Ab den 1950er Jahren erhielt Levy bis zu seinem Tod 1966 von der Bundesrepublik eine Opferrente von 600 D-Mark monatlich. Die Summe wurde erst im Jahr seines Todes auf 1000 D-Mark erhöht. Für insgesamt 56 Tage Haft im Potsdamer Polizeigefängnis sowie in den Konzentrationslagern Oranienburg und Sachsenhausen wurde Levy einmalig mit 150 D-Mark mehr schlecht als recht entschädigt.

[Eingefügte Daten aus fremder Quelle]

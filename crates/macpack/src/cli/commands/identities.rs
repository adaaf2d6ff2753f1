//! Identities command

use std::sync::Arc;

use clap::Args;
use console::style;
use serde_json::json;
use tracing::{debug, info};

use macpack_core::config::{find_config, load_config};
use macpack_core::{Config, SigningEnv};
use macpack_signing::{CertificateClass, IdentityResolver, SecurityCli, SecurityTool};

use crate::cli::{output, Cli, OutputFormat};

/// List code signing identities and show which would be used
#[derive(Debug, Args)]
pub struct IdentitiesCommand {
    /// Keychain to search instead of the default search list
    #[arg(long)]
    pub keychain: Option<String>,
}

impl IdentitiesCommand {
    pub fn execute(&self, cli: &Cli) -> anyhow::Result<()> {
        info!(keychain = ?self.keychain, "executing identities command");
        let runtime = tokio::runtime::Builder::new_current_thread()
            .enable_all()
            .build()?;
        runtime.block_on(self.execute_async(cli))
    }

    async fn execute_async(&self, cli: &Cli) -> anyhow::Result<()> {
        let cwd = std::env::current_dir()?;
        let config = match find_config(&cwd) {
            Some(path) => load_config(&path)?,
            None => {
                debug!("no configuration found, using defaults");
                Config::default()
            }
        };

        let security: Arc<dyn SecurityTool> = Arc::new(SecurityCli::new());
        let keychain = self.keychain.as_deref();
        let identities = security.find_identities(keychain).await?;

        let resolver = IdentityResolver::new(Arc::clone(&security), &SigningEnv::from_env());
        let mas_options = config.mas_options();
        let mut selected = Vec::new();
        for (label, class, hint) in [
            ("direct", CertificateClass::DeveloperIdApplication, config.mac.identity.as_deref()),
            ("mas", CertificateClass::MacDeveloperApplication, mas_options.identity.as_deref()),
            (
                "mas-installer",
                CertificateClass::MacDeveloperInstaller,
                mas_options.identity.as_deref(),
            ),
        ] {
            let choice = match resolver.find_identity(class, hint, keychain).await {
                Ok(found) => found.ok_or_else(|| "none".to_string()),
                Err(e) => Err(e.to_string()),
            };
            selected.push((label, choice));
        }

        match cli.format {
            OutputFormat::Json => {
                let selected: serde_json::Map<String, serde_json::Value> = selected
                    .into_iter()
                    .map(|(label, choice)| {
                        let value = match choice {
                            Ok(name) => json!({ "identity": name }),
                            Err(reason) => json!({ "identity": null, "reason": reason }),
                        };
                        (label.to_string(), value)
                    })
                    .collect();
                let output = json!({
                    "identities": identities,
                    "selected": selected,
                });
                println!("{}", serde_json::to_string_pretty(&output)?);
            }
            OutputFormat::Text => {
                println!("{}", style("Signing Identities").bold());
                println!();

                if identities.is_empty() {
                    println!("  {}", style("No signing identities found").dim());
                } else {
                    for id in &identities {
                        let class = id.class.map(|c| c.as_str()).unwrap_or("other");
                        println!("  {} [{}]", style(&id.name).cyan(), class);
                        let short_fp = id.fingerprint.get(..16).unwrap_or(&id.fingerprint);
                        println!("    Fingerprint: {}...", style(short_fp).dim());
                        if let Some(team) = &id.team_id {
                            println!("    Team ID:     {}", team);
                        }
                    }
                }

                println!();
                println!("{}", style("Selected").bold());
                for (label, choice) in &selected {
                    match choice {
                        Ok(name) => println!("{}", output::key_value(label, name)),
                        Err(reason) => println!(
                            "{}",
                            output::key_value(label, &style(reason).yellow().to_string())
                        ),
                    }
                }
            }
        }

        Ok(())
    }
}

Seit 2013 erinnert am Saal der Potsdamer Stadtverordnetenversammlung eine Tafel an Ludwig Levy. Bei der Kommunalwahl im März 1933 war Levy erneut in die Stadtverordnetenversammlung gewählt worden, hatte angesichts des damals herrschenden Naziterrors sein Mandat aber nicht mehr angenommen. Alle Mandate seiner ebenfalls gewählten Genossen erkannten die Nazis bald darauf ab und verboten die SPD.

Die Gedenktafel vermerkt, dass Levy stellvertretender Vorsitzender des Stadtparlaments gewesen ist und im Finanzausschuss mitgewirkt hat. Dort steht auch, dass Levy ab 1956 andere Verfolgte des Naziregimes bei der Durchsetzung ihrer Entschädigungsforderungen juristisch beraten hat. Der Text der Gedenktafel endet mit dem Versprechen: »Wir werden sein Andenken ehren.«

Sabine Hering/Johannes Leicht: Ich lebe für das Recht. Der Potsdamer Jurist Ludwig Levy (1883–1966), herausgegeben im Auftrag der Stiftung Gedenkstätte Lindenstraße, 142 Seiten, geb.